1.3Consistency and Coherence for Heterogeneous Systems

book p. 6 · ~3 min read

  • heterogeneous systems
  • GPU coherence (preview)
  • consistency-directed coherence (preview)

Shared memory beyond the CPU

Modern computer systems are predominantly heterogeneous. The processor in a mobile phone is not just a multicore CPU: it packs a GPU and other accelerators — neural-network hardware, for instance — onto the same chip. And in the quest for programmability, these heterogeneous systems are starting to expose a single shared memory across all of those compute units, which drags every question from this chapter — what ordering is guaranteed? can a cached copy go stale? — across the CPU boundary.

System-on-chipMulticore CPUC0C1C2C3caches (kept coherent, ch. 6–9)GPUcaches (coherent? — ch. 10)Accelerator(e.g., neural network)compute arraylocal buffersinterconnectone shared memory

A heterogeneous SoC: CPU cores, GPU, and accelerators all reading and writing the same shared address space.

GPUs: life without hardware coherence

GPUs are arguably today’s most popular accelerators, and they made a choice that will look bold after chapters 6–9: they originally did not support hardware cache coherence at all. The choice was rational. GPUs were designed for embarrassingly parallel graphics workloads whose threads hardly synchronize or share data — if copies almost never conflict, the hardware to keep them in sync buys little.

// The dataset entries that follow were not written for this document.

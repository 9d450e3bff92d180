//! Report export rendering.
//!
//! Every report endpoint serves JSON by default and the same figures as a
//! downloadable file via the `format` query parameter. CSV is always
//! available; the spreadsheet and PDF renderers are feature-gated so a
//! deployment can keep its dependency tree lean. A format compiled out
//! answers `501 Not Implemented`.

mod csv;
#[cfg(feature = "export-pdf")]
mod pdf;
#[cfg(feature = "export-xlsx")]
mod xlsx;

use salvo::{
    http::header::{CONTENT_DISPOSITION, CONTENT_TYPE},
    prelude::{Response, StatusError},
};

use crate::extensions::*;

/// The representation a report endpoint was asked for.
#[derive(Debug, Clone, Copy, PartialEq, Eq)]
pub(crate) enum ExportFormat {
    Json,
    File(FileFormat),
}

/// A downloadable report representation.
#[derive(Debug, Clone, Copy, PartialEq, Eq)]
pub(crate) enum FileFormat {
    Csv,
    Xlsx,
    Pdf,
}

impl ExportFormat {
    /// Parses the optional `format` query value. Absent means JSON.
    pub(crate) fn from_query(raw: Option<String>) -> Result<Self, StatusError> {
        let Some(raw) = raw else {
            return Ok(Self::Json);
        };

        match raw.to_ascii_lowercase().as_str() {
            "json" => Ok(Self::Json),
            "csv" => Ok(Self::File(FileFormat::Csv)),
            "xlsx" => Ok(Self::File(FileFormat::Xlsx)),
            "pdf" => Ok(Self::File(FileFormat::Pdf)),
            other => Err(StatusError::bad_request()
                .brief(format!("unknown format \"{other}\"; expected json, csv, xlsx or pdf"))),
        }
    }
}

/// A report flattened to a titled grid of display strings, ready for any of
/// the file renderers.
#[derive(Debug)]
pub(crate) struct ReportTable {
    pub title: String,
    pub headers: Vec<String>,
    pub rows: Vec<Vec<String>>,
}

impl ReportTable {
    pub(crate) fn new(title: &str, headers: &[&str]) -> Self {
        Self {
            title: title.to_string(),
            headers: headers.iter().map(ToString::to_string).collect(),
            rows: Vec::new(),
        }
    }

    pub(crate) fn push_row(&mut self, row: Vec<String>) {
        self.rows.push(row);
    }

    /// The download filename stem, derived from the title.
    fn slug(&self) -> String {
        self.title
            .chars()
            .map(|c| {
                if c.is_ascii_alphanumeric() {
                    c.to_ascii_lowercase()
                } else {
                    '-'
                }
            })
            .collect()
    }
}

const CSV_CONTENT_TYPE: &str = "text/csv; charset=utf-8";
#[cfg(feature = "export-xlsx")]
const XLSX_CONTENT_TYPE: &str =
    "application/vnd.openxmlformats-officedocument.spreadsheetml.sheet";
#[cfg(feature = "export-pdf")]
const PDF_CONTENT_TYPE: &str = "application/pdf";

/// Renders the table in the requested file format and attaches it to the
/// response as a download.
pub(crate) fn attach(
    res: &mut Response,
    format: FileFormat,
    table: &ReportTable,
) -> Result<(), StatusError> {
    let (bytes, content_type, extension) = match format {
        FileFormat::Csv => (csv::render(table)?, CSV_CONTENT_TYPE, "csv"),
        #[cfg(feature = "export-xlsx")]
        FileFormat::Xlsx => (xlsx::render(table)?, XLSX_CONTENT_TYPE, "xlsx"),
        #[cfg(not(feature = "export-xlsx"))]
        FileFormat::Xlsx => {
            return Err(StatusError::not_implemented()
                .brief("xlsx export is not enabled on this server"));
        }
        #[cfg(feature = "export-pdf")]
        FileFormat::Pdf => (pdf::render(table)?, PDF_CONTENT_TYPE, "pdf"),
        #[cfg(not(feature = "export-pdf"))]
        FileFormat::Pdf => {
            return Err(
                StatusError::not_implemented().brief("pdf export is not enabled on this server")
            );
        }
    };

    res.add_header(CONTENT_TYPE, content_type, true)
        .or_500("failed to set content type")?
        .add_header(
            CONTENT_DISPOSITION,
            format!("attachment; filename=\"{}.{extension}\"", table.slug()),
            true,
        )
        .or_500("failed to set content disposition")?
        .write_body(bytes)
        .or_500("failed to write export body")?;

    Ok(())
}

The bill arrives when GPUs are put to work on general-purpose workloads (GPGPU) with fine-grained synchronization and data sharing. Without hardware coherence, such programs face programmability challenges (the programmer must reason about stale copies) and/or performance challenges (crude workarounds like flushing whole caches at synchronization points).

Chapter 10 examines the promising coherence alternatives that overcome these limitations. Their common theme connects back to the two protocol classes of §1.2: rather than implementing coherence in a consistency-agnostic manner (writes propagate synchronously, caches always invisible), the candidate GPU protocols enforce the consistency model directly — they propagate values lazily, exactly when the memory model requires them to be visible. The chapter closes with a brief discussion of consistency and coherence across CPUs and accelerators, where different compute units may even live under different memory models.

Check yourself

1.Why did early GPUs choose NOT to support hardware cache coherence?

2.What goes wrong when a coherence-less GPU is used for general-purpose computing?

3.How do the promising GPU coherence protocols of Chapter 10 differ from the CPU-style protocols of Chapters 6–9?